At trial the complaining witness was the only person to identify the defendant as her assailant. The officers were able to trace his whereabouts based on her description. The identity of the defendant was a crucial issue at trial. There is no showing on the record whether these third persons witnessed the commission of the crime. The only indication is that they saw two men fleeing from the area. Since there is a rebuttable presumption that persons present at the time and place are res gestae witnesses, the prosecution must show that they were not. People v Jones, 52 Mich. App. 522; 217 NW2d 884 (1974). People v Castelli, 370 Mich. 147, 155; 121 NW2d 438 (1963) stated:

"Inasmuch as identity of the robber was a major issue in the case, the testimony of every witness who could describe him was of utmost importance."

We agree with the procedure adopted in the recent case of People v James, 51 Mich. App. 777, 784; 216 NW2d 473 (1974).
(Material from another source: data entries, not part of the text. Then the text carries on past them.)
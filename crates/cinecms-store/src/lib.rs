//! # cinecms-store
//!
//! Storage layer for CineCMS: a pluggable partitioned key-value backend
//! with typed entity stores and secondary indexes on top.
//!
//! ## Architecture
//!
//! ```text
//! EntityStore<K, V> / IndexedEntityStore<K, V>   ← typed CRUD
//!     ↓
//! StorageBackend                                 ← generic K/V operations
//!     ↓
//! RocksDB (production) / InMemoryBackend (tests)
//! ```
//!
//! Partitions map to RocksDB column families. The full set of partitions
//! is known at startup and created by [`RocksDbInit`].

pub mod entity_store;
pub mod indexed_store;
pub mod rocksdb_impl;
pub mod rocksdb_init;
pub mod secondary_index;
pub mod storage_trait;
pub mod test_utils;

pub use entity_store::EntityStore;
pub use indexed_store::{IndexDefinition, IndexedEntityStore};
pub use rocksdb_impl::RocksDBBackend;
pub use rocksdb_init::RocksDbInit;
pub use secondary_index::SecondaryIndex;
pub use storage_trait::{Operation, Partition, Result, StorageBackend, StorageError};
There the Court stated:

"However, rather than to order what might turn out to be a `useless new trial', but to `avoid a possible miscarriage of justice' we adopt the remedy utilized by the Michigan Supreme Court in the recent decision of People v Robinson, 390 Mich. 629, 633; 213 NW2d 106 (1973)." *8 We therefore, in accordance with Robinson, supra, retain jurisdiction of this matter and remand to the trial court pursuant to GCR 1963, 820.1(5). It shall be the obligation of the judge to require the prosecutor to produce, or explain why he cannot produce all known res gestae witnesses who were not called at the trial. If said res gestae witnesses are produced, they shall be examined regarding their knowledge of the crime of which defendant was convicted.

At the conclusion of the remand hearing, the trial judge shall take such action as she deems required. If a new trial is not ordered, the trial judge shall within 15 days after the hearing, state her findings. The transcript of that hearing and the judge's statements shall be forwarded to this Court. Defendant may file a supplemental brief within 15 days after the trial court reaches its decision, and the people may file their brief within 15 days after receipt of defendant's brief.

We hold the final disposition of this cause in abeyance, pending compliance with the procedure we have outlined above.

Remanded.

NOTES

[*] Former circuit judge, sitting on the Court of Appeals by assignment pursuant to Const 1963, art 6, § 23 as amended in 1968.

[1] MCLA 768.27; MSA 28.1050.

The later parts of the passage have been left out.